2023年6月12日 14:47:44go评论129阅读模式

英文:

MPI_Scatterv from Intel MPI (mpiifort) using MPI data types is much slower (23 times) compared to flattening array and scattering. Why it could be?

问题

以下是您提供的代码的翻译部分：

ifort版本：（IFORT）2021.8.0 20221119
操作系统：WSL Ubuntu 20.04 LTS

1. 我有一个（1000x1000x1000）的三维数组要在进程之间分配。在第一种方法中，我将数组展平，然后将数组分发给进程，大约需要7.86秒。

2. 在第二种方法中，我使用MPI派生数据类型来Scatterv三维数组，我注意到这需要约165.34秒。但相同数据的Gatherv花费了约14.24秒。

3. 这种不一致的原因是什么？

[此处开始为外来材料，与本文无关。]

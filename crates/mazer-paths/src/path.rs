use mazer_core::{Grid, Pos, StepObserver, VisualTag};

use crate::strategy::Strategy;

/// How a search run ended.
#[derive(Copy, Clone, Debug, PartialEq, Eq, Hash)]
pub enum SearchStatus {
    /// The goal was reached and a path reconstructed.
    Found,
    /// The frontier ran dry without reaching the goal.
    NoPath,
    /// The run was cancelled at a pacing point.
    Cancelled,
}

/// Result of one search run.
#[derive(Clone, Debug, PartialEq, Eq)]
pub struct SearchOutcome {
    pub strategy: Strategy,
    pub status: SearchStatus,
    /// Cells from start to goal, both included. Empty unless `Found`.
    pub path: Vec<Pos>,
    /// Cells taken off the frontier.
    pub expanded: usize,
}

impl SearchOutcome {
    #[inline]
    pub fn is_found(&self) -> bool {
        self.status == SearchStatus::Found
    }

    /// Number of edges on the path, `None` if no path was found.
    ///
    /// A single-cell maze yields `Some(0)`.
    pub fn path_len(&self) -> Option<usize> {
        if self.is_found() {
            Some(self.path.len().saturating_sub(1))
        } else {
            None
        }
    }
}

/// Follow origins back from the goal and return the path start → goal.
///
/// Returns an empty path if the goal was not reached by the last search.
pub fn path_to_goal(grid: &Grid) -> Vec<Pos> {
    let goal = grid.goal();
    if !grid.cell(goal).is_reached() {
        return Vec::new();
    }
    let mut path: Vec<Pos> = std::iter::successors(Some(goal), |&i| grid.cell(i).origin())
        .take(grid.len())
        .map(|i| grid.pos(i))
        .collect();
    path.reverse();
    path
}

/// [`path_to_goal`], clearing earlier marks and reporting every path cell
/// as [`VisualTag::PathMarked`].
pub(crate) fn mark_path(grid: &Grid, obs: &mut impl StepObserver) -> Vec<Pos> {
    for c in grid.iter().filter(|c| c.is_reached()) {
        obs.on_cell_state_changed(c.pos(), VisualTag::Default);
    }
    let path = path_to_goal(grid);
    for &p in &path {
        obs.on_cell_state_changed(p, VisualTag::PathMarked);
    }
    path
}
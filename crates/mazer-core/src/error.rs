use std::fmt;

use crate::geom::Pos;

/// Errors raised by grid construction and structural mutation.
#[derive(Debug, Clone, PartialEq, Eq)]
pub enum MazeError {
    /// A grid needs at least one row and one column.
    InvalidDimensions { rows: i32, columns: i32 },
    /// A border can only be opened between orthogonally adjacent cells.
    InvalidAdjacency { a: Pos, b: Pos },
    /// A position outside the grid extents.
    OutOfBounds(Pos),
}

impl fmt::Display for MazeError {
    fn fmt(&self, f: &mut fmt::Formatter<'_>) -> fmt::Result {
        match self {
            Self::InvalidDimensions { rows, columns } => {
                write!(f, "invalid maze dimensions {rows}x{columns}: both must be at least 1")
            }
            Self::InvalidAdjacency { a, b } => {
                write!(f, "cells {a} and {b} are not orthogonally adjacent")
            }
            Self::OutOfBounds(p) => write!(f, "position {p} is outside the grid"),
        }
    }
}

impl std::error::Error for MazeError {}
use std::{
    cell::RefCell,
    collections::HashMap,
    fmt::{self, Display},
    rc::Rc,
};

use super::{
    callable::{Callable, Function},
    runtime::{Interpreter, RuntimeError},
    Value,
};
use crate::token::Token;

pub const INIT_METHOD_NAME: &str = "init";

// We split the class from ClassInner so that instances can share the method table
// while the Class itself stays cheap to clone
#[derive(Clone)]
pub struct Class {
    inner: Rc<ClassInner>,
}

struct ClassInner {
    name: String,
    methods: HashMap<String, Rc<Function>>,
}

impl Class {
    pub fn new(name: &str, methods: HashMap<String, Rc<Function>>) -> Class {
        Class {
            inner: Rc::new(ClassInner {
                name: name.to_string(),
                methods,
            }),
        }
    }

    pub fn name(&self) -> &str {
        &self.inner.name
    }

    /// Looks only at this class's own methods; there is no superclass to fall back on.
    pub fn find_method(&self, name: &str) -> Option<Rc<Function>> {
        self.inner.methods.get(name).cloned()
    }

    pub fn ptr_eq(&self, other: &Class) -> bool {
        Rc::ptr_eq(&self.inner, &other.inner)
    }
}

impl Callable for Class {
    fn name(&self) -> &str {
        &self.inner.name
    }

    fn arity(&self) -> usize {
        self.find_method(INIT_METHOD_NAME)
            .map_or(0, |init| init.arity())
    }

    #[tracing::instrument(
        level = "debug",
        skip_all,
        fields(class = %self.inner.name, args = args.len())
    )]
    fn call(&self, interpreter: &mut Interpreter, args: Vec<Value>) -> Result<Value, RuntimeError> {
        let instance = Instance::new(self.clone());

        // Whatever init returns is dropped, construction always yields the instance
        if let Some(init) = self.find_method(INIT_METHOD_NAME) {
            init.bind(instance.clone()).call(interpreter, args)?;
        }

        Ok(Value::Instance(instance))
    }
}

impl Display for Class {
    fn fmt(&self, f: &mut fmt::Formatter<'_>) -> fmt::Result {
        write!(f, "<class {}>", self.inner.name)
    }
}

#[derive(Clone)]
pub struct Instance {
    inner: Rc<InstanceInner>,
}

struct InstanceInner {
    class: Class,
    fields: RefCell<HashMap<String, Value>>,
}

impl Instance {
    pub fn new(class: Class) -> Instance {
        Instance {
            inner: Rc::new(InstanceInner {
                class,
                fields: RefCell::new(HashMap::new()),
            }),
        }
    }

    pub fn class(&self) -> &Class {
        &self.inner.class
    }

    /// Own fields first, then a freshly bound class method.
    pub fn get(&self, name: &Token) -> Result<Value, RuntimeError> {
        if let Some(value) = self.inner.fields.borrow().get(&name.lexeme) {
            return Ok(value.clone());
        }

        if let Some(method) = self.inner.class.find_method(&name.lexeme) {
            return Ok(Value::Callable(Rc::new(method.bind(self.clone()))));
        }

        Err(RuntimeError::UndefinedProperty {
            name: name.lexeme.clone(),
            line: name.line,
        })
    }

    /// Always writes the instance's own field, never the class.
    pub fn set(&self, name: &Token, value: Value) {
        self.inner
            .fields
            .borrow_mut()
            .insert(name.lexeme.clone(), value);
    }

    pub fn field_count(&self) -> usize {
        self.inner.fields.borrow().len()
    }

    pub fn ptr_eq(&self, other: &Instance) -> bool {
        Rc::ptr_eq(&self.inner, &other.inner)
    }
}

impl Display for Instance {
    fn fmt(&self, f: &mut fmt::Formatter<'_>) -> fmt::Result {
        write!(f, "<{} instance>", self.inner.class.name())
    }
}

我预期Scatterv需要与Gatherv相似的时间。

以下是代码：

program ex_scatterv
use mpi
use iso_fortran_env, only : real64
implicit none

! 分配数组
real(real64), allocatable,dimension(:,:,:) :: array, array_local
real(real64), allocatable,dimension(:) :: array_flat, array_local_flat
integer :: rank, num_procs, i, j, k
integer :: nx, ny, nz, str_idx, end_idx, local_size, local_size_flat
integer, dimension(:), allocatable :: sendcounts, displacements
integer :: sizes(3), sub_sizes(3), starts(3), recv_starts(3), recv_sizes(3), &
send_type, resize_send_type, recv_type, resize_recv_type
integer(kind=8) :: lb, extent, lb_resize
real(real64) :: start_time
integer :: mpierr
call mpi_init(mpierr)
call mpi_comm_size(mpi_comm_world, num_procs, mpierr)
call mpi_comm_rank(mpi_comm_world, rank, mpierr)

! 数组的大小
nx=1000
ny=1000
nz=1000

if(rank==0) then
if(num_procs>nx) then
print*, "进程数量应小于或等于数组的第一维度"
call MPI_Abort(mpi_comm_world, 1, mpierr)
endif
endif

start_time=MPI_Wtime()
! 在根进程中分配
if(rank==0) then
allocate(array(nx,ny,nz))
allocate(array_flat(nx*ny*nz))
else !对于其他进程，分配零大小
allocate(array(0,0,0))
endif

! 为数组分配值
if(rank==0) then
do k=1,nz
do j=1,ny
do i=1,nx
array(i,j,k) = (i-1)+(j-1)*nx+(k-1)*nx*ny
end do
end do
end do
! 展平三维数组
forall(k=1:nz, j=1:ny, i=1:nx) array_flat(k+(j-1)*nz+(i-1)*ny*nz)=array(i,j,k)
endif

! 在不同的进程之间分发三维数组
call distribute_points(nx, rank, num_procs, str_idx, end_idx)
local_size = end_idx - str_idx + 1
local_size_flat = local_size*ny*nz

! 为每个进程分配本地数组
allocate(array_local_flat(local_size_flat))
allocate(array_local(local_size, ny, nz))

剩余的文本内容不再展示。